Slides of a 3-hour tutorial given by Yann LeCun at the 2006 CIARSummer School: Neural Computation & Adaptive Perception, at University of Toronto.This is new version of the tutorial based on the paper A Tutorial onEnergy-Based Learning. This is considerably reworked from2005 IPAM version.

  • A Tutorial on Energy-Based Learning:[Slides in DjVu (5.2MB)][Slides in PDF (18.2MB)]
  • Deep Learning for Generic Object Recognition:[Slides in DjVu (3.8MB)][Slides in PDF (11.6MB)]

Djvu Viewer For Mac

Supervised and Unsupervised Learning with Energy-Based Models: [Slides in DjVu (6.9MB)][Slides in PDF (20.6MB)]

This is a good overview of research at CBLL: energy-based learning,object recognition, face detection, unsupervised feature learning,and robot vision and navigation.

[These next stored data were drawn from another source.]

//! REST client for the responder messaging API.
//!
//! [`ResponderApiClient`] implements [`chat_sync::MessageTransport`] over
//! HTTP so a [`chat_sync::ChatSyncEngine`] can talk to the real backend.

use std::time::Duration;

use async_trait::async_trait;
use chat_sync::{ApiResponse, MessageTransport, RawMessage, SendRequest, TransportError};
use reqwest::{Client, Response, Url};
use serde::de::{DeserializeOwned, IgnoredAny};
use serde::Serialize;
use thiserror::Error;
use tracing::{debug, warn};

pub const DEFAULT_TIMEOUT: Duration = Duration::from_secs(8);
const CONNECT_TIMEOUT: Duration = Duration::from_secs(3);

#[derive(Clone)]
pub struct ResponderApiClient {
    http: Client,
    base_url: Url,
    token: String,
}

#[derive(Debug, Error)]
pub enum ClientError {
    #[error("failed to build http client: {0}")]
    Build(#[from] reqwest::Error),
    #[error("invalid base url {url}: {reason}")]
    InvalidBaseUrl { url: String, reason: String },
}

#[derive(Debug, Serialize)]
struct PostMessageBody<'a> {
    message: &'a str,
    file_urls: &'a [String],
    sender_type: &'a str,
}

impl ResponderApiClient {
    pub fn new(base_url: impl AsRef<str>, token: impl Into<String>) -> Result<Self, ClientError> {
        Self::with_timeout(base_url, token, DEFAULT_TIMEOUT)
    }

    pub fn with_timeout(
        base_url: impl AsRef<str>,
        token: impl Into<String>,
        timeout: Duration,
    ) -> Result<Self, ClientError> {
        let raw = base_url.as_ref().trim();
        let base_url = Url::parse(raw).map_err(|err| ClientError::InvalidBaseUrl {
            url: raw.to_string(),
            reason: err.to_string(),
        })?;
        if base_url.cannot_be_a_base() || !matches!(base_url.scheme(), "http" | "https") {
            return Err(ClientError::InvalidBaseUrl {
                url: raw.to_string(),
                reason: "expected an http(s) url".into(),
            });
        }
        let http = Client::builder()
            .connect_timeout(CONNECT_TIMEOUT.min(timeout))
            .timeout(timeout)
            .build()?;
        Ok(Self {
            http,
            base_url,
            token: token.into(),
        })
    }

    pub fn base_url(&self) -> &Url {
        &self.base_url
    }

    /// Appends percent-encoded `segments` to the base url.
    fn endpoint(&self, segments: &[&str]) -> Result<Url, TransportError> {
        let mut url = self.base_url.clone();
        url.path_segments_mut()
            .map_err(|_| TransportError::Network(format!("cannot extend {}", self.base_url)))?
            .pop_if_empty()
            .extend(segments);
        Ok(url)
    }
}

#[async_trait]
impl MessageTransport for ResponderApiClient {
    async fn list_messages(
        &self,
        conversation_id: &str,
    ) -> Result<ApiResponse<Vec<RawMessage>>, TransportError> {
        let url = self.endpoint(&["tasks", conversation_id, "messages"])?;
        debug!(target: "responder_api", %url, "listing messages");
        let res = self
            .http
            .get(url)
            .bearer_auth(&self.token)
            .send()
            .await
            .map_err(network)?;
        envelope(res).await
    }

    async fn send(&self, request: SendRequest) -> Result<ApiResponse<RawMessage>, TransportError> {
        let url = self.endpoint(&["tasks", &request.conversation_id, "messages"])?;
        debug!(
            target: "responder_api",
            %url,
            attachments = request.file_urls.len(),
            "posting message"
        );
        let body = PostMessageBody {
            message: &request.text,
            file_urls: &request.file_urls,
            sender_type: &request.sender_marker,
        };
        let res = self
            .http
            .post(url)
            .bearer_auth(&self.token)
            .json(&body)
            .send()
            .await
            .map_err(network)?;
        envelope(res).await
    }

    async fn delete(&self, message_id: &str) -> Result<ApiResponse<()>, TransportError> {
        let url = self.endpoint(&["messages", message_id])?;
        debug!(target: "responder_api", %url, "deleting message");
        let res = self
            .http
            .delete(url)
            .bearer_auth(&self.token)
            .send()
            .await
            .map_err(network)?;
        let response: ApiResponse<IgnoredAny> = envelope(res).await?;
        Ok(response.map(|_| ()))
    }
}

fn network(err: reqwest::Error) -> TransportError {
    TransportError::Network(err.to_string())
}

/// Decodes the response envelope. A non-2xx status still counts as an
/// application answer when its body is a refusal envelope.
async fn envelope<T>(res: Response) -> Result<ApiResponse<T>, TransportError>
where
    T: DeserializeOwned,
{
    let status = res.status();
    let body = res.text().await.map_err(network)?;

    if status.is_success() {
        return serde_json::from_str(&body).map_err(|err| TransportError::Decode(err.to_string()));
    }

    match serde_json::from_str::<ApiResponse<IgnoredAny>>(&body) {
        Ok(refusal) if !refusal.success => {
            debug!(target: "responder_api", status = status.as_u16(), "request refused");
            Ok(ApiResponse {
                success: false,
                data: None,
                message: refusal.message,
            })
        }
        _ => {
            warn!(target: "responder_api", status = status.as_u16(), "unexpected status");
            Err(TransportError::UnexpectedStatus {
                status: status.as_u16(),
                body,
            })
        }
    }
}
use thiserror::Error;

use crate::model::MessageId;
use crate::transport::TransportError;

/// Shown for any failure that never reached the application layer.
pub const UNEXPECTED_ERROR: &str = "An unexpected error occurred";

pub const LOAD_FAILED: &str = "Failed to load messages";
pub const SEND_FAILED: &str = "Failed to send message";
pub const DELETE_FAILED: &str = "Failed to delete message";

#[derive(Debug, Clone, PartialEq, Eq, Error)]
pub enum ChatSyncError {
    #[error("message has no text and no attachments")]
    EmptyMessage,
    #[error("a message is already being sent")]
    SendInFlight,
    #[error("no conversation is bound")]
    NotBound,
    #[error("no user is logged in")]
    NoCurrentUser,
    #[error("message {0} has not been confirmed yet")]
    PendingMessage(MessageId),
    #[error("message {0} is not in this conversation")]
    UnknownMessage(MessageId),
    #[error(transparent)]
    Transport(#[from] TransportError),
    #[error("request rejected: {}", .message.as_deref().unwrap_or("no reason given"))]
    Rejected { message: Option<String> },
    #[error("conversation changed before the response arrived")]
    Superseded,
}

impl ChatSyncError {
    /// Text suitable for the user. `fallback` covers a refusal that carried
    /// no server message.
    pub fn user_message(&self, fallback: &str) -> String {
        match self {
            ChatSyncError::Transport(_) => UNEXPECTED_ERROR.to_string(),
            ChatSyncError::Rejected { message } => message
                .as_deref()
                .filter(|m| !m.trim().is_empty())
                .unwrap_or(fallback)
                .to_string(),
            other => other.to_string(),
        }
    }

    /// Whether the failure was raised locally, before any transport call.
    pub fn is_precondition(&self) -> bool {
        matches!(
            self,
            ChatSyncError::EmptyMessage
                | ChatSyncError::SendInFlight
                | ChatSyncError::NotBound
                | ChatSyncError::NoCurrentUser
                | ChatSyncError::PendingMessage(_)
                | ChatSyncError::UnknownMessage(_)
        )
    }
}

#[cfg(test)]
mod tests {
    use super::*;

    #[test]
    fn network_failures_read_as_unexpected() {
        let err = ChatSyncError::from(TransportError::Network("connection reset".into()));
        assert_eq!(err.user_message(SEND_FAILED), UNEXPECTED_ERROR);
    }

    #[test]
    fn rejections_prefer_server_text() {
        let with_text = ChatSyncError::Rejected {
            message: Some("Task is closed".into()),
        };
        let blank = ChatSyncError::Rejected {
            message: Some("  ".into()),
        };
        let without = ChatSyncError::Rejected { message: None };
        assert_eq!(with_text.user_message(LOAD_FAILED), "Task is closed");
        assert_eq!(blank.user_message(LOAD_FAILED), LOAD_FAILED);
        assert_eq!(without.user_message(DELETE_FAILED), DELETE_FAILED);
    }

    #[test]
    fn preconditions_are_flagged() {
        assert!(ChatSyncError::EmptyMessage.is_precondition());
        assert!(!ChatSyncError::Superseded.is_precondition());
    }
}
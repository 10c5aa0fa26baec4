use std::time::Duration;

use serde::Deserialize;

/// Tunables for a [`crate::ChatSyncEngine`].
#[derive(Debug, Clone, PartialEq, Eq, Deserialize)]
pub struct SyncConfig {
    #[serde(default = "default_poll_interval_ms")]
    pub poll_interval_ms: u64,
    /// Delay between a finished initial load and the first polling loop.
    #[serde(default = "default_poll_start_delay_ms")]
    pub poll_start_delay_ms: u64,
    /// `sender_type` value that marks a message as authored by us.
    #[serde(default = "default_self_marker")]
    pub self_marker: String,
    #[serde(default = "default_temp_id_prefix")]
    pub temp_id_prefix: String,
}

impl SyncConfig {
    pub fn poll_interval(&self) -> Duration {
        Duration::from_millis(self.poll_interval_ms.max(1))
    }

    pub fn poll_start_delay(&self) -> Duration {
        Duration::from_millis(self.poll_start_delay_ms)
    }
}

impl Default for SyncConfig {
    fn default() -> Self {
        Self {
            poll_interval_ms: default_poll_interval_ms(),
            poll_start_delay_ms: default_poll_start_delay_ms(),
            self_marker: default_self_marker(),
            temp_id_prefix: default_temp_id_prefix(),
        }
    }
}

fn default_poll_interval_ms() -> u64 {
    3_000
}

fn default_poll_start_delay_ms() -> u64 {
    1_000
}

fn default_self_marker() -> String {
    "responder".to_string()
}

fn default_temp_id_prefix() -> String {
    "temp-".to_string()
}
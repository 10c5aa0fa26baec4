use std::fs::OpenOptions;
use std::path::PathBuf;
use std::sync::OnceLock;

use clap::ValueEnum;
use tracing_appender::non_blocking::{NonBlocking, WorkerGuard};
use tracing_subscriber::EnvFilter;

pub const FILTER_ENV: &str = "RESPONDER_LOG_FILTER";

/// Crates whose events follow `--log-level`. Everything else, the HTTP stack
/// included, stays at `warn` unless `RESPONDER_LOG_FILTER` says otherwise.
const OWN_TARGETS: &[&str] = &["chat_sync", "responder_api", "responder_chat"];

#[derive(Clone, Copy, Debug, Default, ValueEnum, PartialEq, Eq, PartialOrd, Ord)]
pub enum LogLevel {
    Error,
    #[default]
    Warn,
    Info,
    Debug,
    Trace,
}

impl LogLevel {
    fn as_directive(self) -> &'static str {
        match self {
            LogLevel::Error => "error",
            LogLevel::Warn => "warn",
            LogLevel::Info => "info",
            LogLevel::Debug => "debug",
            LogLevel::Trace => "trace",
        }
    }
}

#[derive(Clone, Debug, Default)]
pub struct LogConfig {
    pub level: LogLevel,
    pub file: Option<PathBuf>,
}

#[derive(thiserror::Error, Debug)]
pub enum InitError {
    #[error("failed to open log file {path:?}: {source}")]
    Io {
        path: PathBuf,
        source: std::io::Error,
    },
    #[error("invalid {FILTER_ENV}: {0}")]
    Filter(String),
    #[error("failed to configure logger: {0}")]
    Configure(String),
}

static GUARD: OnceLock<WorkerGuard> = OnceLock::new();

/// Installs the global subscriber. Later calls are no-ops.
///
/// Stdout belongs to the conversation, so events go to stderr or to the
/// configured file. Terminal output is kept short; file output carries
/// targets and timestamps.
pub fn init(config: &LogConfig) -> Result<(), InitError> {
    if GUARD.get().is_some() {
        return Ok(());
    }

    let filter = match std::env::var(FILTER_ENV) {
        Ok(custom) if !custom.trim().is_empty() => {
            EnvFilter::try_new(custom.trim()).map_err(|err| InitError::Filter(err.to_string()))?
        }
        _ => EnvFilter::new(directives(config.level)),
    };
    let (writer, guard) = open_sink(config)?;

    let builder = tracing_subscriber::fmt()
        .with_env_filter(filter)
        .with_writer(writer);
    let installed = if config.file.is_some() {
        tracing::subscriber::set_global_default(builder.with_ansi(false).finish())
    } else {
        tracing::subscriber::set_global_default(
            builder.compact().without_time().with_target(false).finish(),
        )
    };
    installed.map_err(|err| InitError::Configure(err.to_string()))?;

    let _ = GUARD.set(guard);
    Ok(())
}

fn open_sink(config: &LogConfig) -> Result<(NonBlocking, WorkerGuard), InitError> {
    match &config.file {
        Some(path) => {
            let file = OpenOptions::new()
                .create(true)
                .append(true)
                .open(path)
                .map_err(|source| InitError::Io {
                    path: path.clone(),
                    source,
                })?;
            Ok(tracing_appender::non_blocking(file))
        }
        None => Ok(tracing_appender::non_blocking(std::io::stderr())),
    }
}

/// Filter directives for `level`: our crates at `level`, the rest capped at
/// `warn` (or lower when `level` is `error`).
fn directives(level: LogLevel) -> String {
    let fallback = level.min(LogLevel::Warn).as_directive();
    let mut out = fallback.to_string();
    if level > LogLevel::Warn {
        for target in OWN_TARGETS {
            out.push(',');
            out.push_str(target);
            out.push('=');
            out.push_str(level.as_directive());
        }
    }
    out
}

Slides and Videos of a 4-hour tutorial given by Yann LeCun at the 2005 IPAM GraduateSummer School: Intelligent Extraction of Information from Graphs andHigh Dimensional Data, at IPAM/UCLA. Streaming videos of all thetalks are available from the IPAM web site in RealVideo format.

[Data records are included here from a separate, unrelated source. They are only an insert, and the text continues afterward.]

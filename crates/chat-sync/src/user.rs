use parking_lot::RwLock;
use serde::{Deserialize, Serialize};

/// The logged-in responder.
#[derive(Debug, Clone, PartialEq, Eq, Serialize, Deserialize)]
pub struct User {
    pub id: String,
    pub display_name: String,
    #[serde(default)]
    pub avatar_url: Option<String>,
}

pub trait CurrentUserProvider: Send + Sync {
    fn current_user(&self) -> Option<User>;
}

/// Holds whoever the session layer last reported.
#[derive(Debug, Default)]
pub struct StaticUserProvider {
    user: RwLock<Option<User>>,
}

impl StaticUserProvider {
    pub fn new(user: Option<User>) -> Self {
        Self {
            user: RwLock::new(user),
        }
    }

    pub fn set(&self, user: Option<User>) {
        *self.user.write() = user;
    }
}

impl CurrentUserProvider for StaticUserProvider {
    fn current_user(&self) -> Option<User> {
        self.user.read().clone()
    }
}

The tutorial includes 4 talks:

  • Energy-Based Models part 1, Introduction:
    [Streaming Video of the Talk][Slides in DjVu (2.2MB)][Slides in PDF (4.0MB)]
  • Energy-Based Models part 2, Architectures and Loss functions:
    [Streaming Video of the Talk][Slides in DjVu (3.7MB)][Slides in PDF (5.3MB)]
  • Architectures for Invariant Image Recognition, Convolutional Networks:
    [Streaming Video of the Talk][Slides in DjVu (4.7MB)][Slides in PDF (11.9MB)]
  • Trainable Dissimilarity Metrics, Segmentation, Sequence Labeling, Graph Transformer Networks:
    [Streaming Video of the Talk][Slides in DjVu (2.1MB)][Slides in PDF (5.7MB)]

Mac Os Djvu

Slides and videos of a 4-hour tutorial given by Yann LeCun at theLearning Theory SummerSchool organized by the ToyotaTechnological Institute in Chicago. The tutorial includes 3 talks.The 3 videos are available fromVideoLectures.net.
  • Energy-Based Models: [DjVu (5.5MB)][PDF (8.2MB)]
  • Invariant Recognition, Convolutional Networks: [DjVu (5.2MB)][PDF (13.2MB)]
  • Graph Transformer Networks: [DjVu (1.1MB)][PDF (2.1MB)]
VideoLectures.net also has videos of two 'lunch-time debates' (or panel discussions) in which Yann was a participant, together with Rob Schapire, David McAllester, Yasemin Altun, Mikhail Belkin, Yoram Singer, and John Langford.

Mac Djvu To Pdf

  • View a Video of Yann's talk at MSRI:
    • Download QuickTime MPEG4 File from MSRI (508MB)
    • Download QuickTime MPEG4 File from NYU (508MB)
  • Slides:[DjVu (4.8MB)][PDF (9.8MB)]
A 1-hour talk (with a video) of a Distinguished Lecture given on October 22, 2001at the University of Illinois, Urbana-Champaign.